Just Spitballin' Here
Ray not only survived the lightning game, but he continued to pitch in the Big Leagues for years after, even becoming one of the final players to be grandfathered into the league's new spitballing ban.
In yet another show of how absurd this generation was for the sport, by the time 1920 rolled around, the league had decided to put an end to the spitball. It was a technique used by many pitchers at the time to get a little extra action or leverage with the ball by rubbing their saliva on the thing. But, it was still 1920s baseball, so they couldn't be fully reasonable, so they put together a list of players who would be grandfathered in and be allowed to continue throwing the pitch because, well, it was kind of their thing.

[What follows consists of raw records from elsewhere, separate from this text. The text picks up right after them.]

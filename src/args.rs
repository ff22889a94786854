use clap::Parser;

/// This is a merit list generator for admission counselling rounds.
#[derive(Parser, Debug, Clone)]
#[clap(author, version, about, long_about = None)]
pub struct Args {
    /// (file path, optional) The JSON file describing the candidate files, the seat matrix and the
    /// call multiplier. See the manual of merit_engine for the format.
    #[clap(short, long, value_parser)]
    pub config: Option<String>,

    /// (file path) A reference file containing the expected summary of the run in JSON format. If provided,
    /// meritlist will check that the computed summary matches the reference.
    #[clap(short, long, value_parser)]
    pub reference: Option<String>,

    /// (directory path) If specified, the merit lists will be written as CSV files in this directory.
    /// Setting this option overrides the directory that may be specified with the --config option.
    #[clap(short, long, value_parser)]
    pub out: Option<String>,

    /// (file path, 'stdout' or empty) If specified, the summary of the run will be written in JSON format
    /// to the given location.
    #[clap(short, long, value_parser)]
    pub summary: Option<String>,

    /// (file path or empty) The Excel or CSV file with the candidates. Setting this option overrides the
    /// candidate files that may be specified with the --config option.
    #[clap(short, long, value_parser)]
    pub input: Option<String>,

    /// (csv or xlsx, default from the file extension) The type of the input.
    #[clap(long, value_parser)]
    pub input_type: Option<String>,

    /// When using an Excel file, indicates the name of the worksheet to use (default: the first one).
    #[clap(long, value_parser)]
    pub excel_worksheet_name: Option<String>,

    /// The row of the seat matrix to use, written as 'Program (Campus)'.
    #[clap(long, value_parser)]
    pub program: Option<String>,

    /// (CATEGORY=N, repeated) Seat counts overriding the seat matrix of the configuration.
    #[clap(long, value_parser)]
    pub seats: Vec<String>,

    /// The number of candidates called for counselling per available seat.
    #[clap(long, value_parser)]
    pub call_multiplier: Option<u32>,

    // Other arguments
    /// If passed as an argument, will turn on verbose logging to the standard output.
    #[clap(long, takes_value = false)]
    pub verbose: bool,
}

Ray was on that list, and boy, can you imagine what his spitball was like? Heavy globs of whatever last night's poison was and that morning's hangover remedy became mixed together to make the ball dart around with the same physics of the Tic Tac UFOs marauding off of our coastal waters.
Baseball simply made no sense at this time. I mean, just around the same point when Ray was finishing games after getting struck by lightning, Yankees player Ping Bodie was battling an ostrich in a pasta-eating contest. It was this beautiful mash-up of America itself trying to figure out who or what the hell it was while a bunch of young men attempted to do the same. Ray was the ideal fool to be thrown into the middle of all of that, and he lived up to just about every possible stereotype or trope about both the sport, and the players, that came to personify that absurd moment in time.
Ray's Ninth Inning
Ray's career never hit the legendary status that his talent probably should have led him to, but he still managed to win a World Series with the Indians before calling it quits for good. Nowadays, when a ballplayer retires, they go on to become a talking head for a network or shill bogus compression sleeves on infomercials, but that wasn't always the case. When you retired in Ray's day, you didn't actually retire. He did everything from working at a train station to (obviously) ending up as a bartender at a rod and gun club, fully hitting for the cycle in a life that embodies the true American dream.
Someone like Ray Caldwell is a genuine American original and makes you wonder if, in a hundred years, people will be doing the same kind of write-ups and waxing nostalgic about some Twitch streamer who continued their speedrun after having a heart attack from their 16th G Fuel of the day.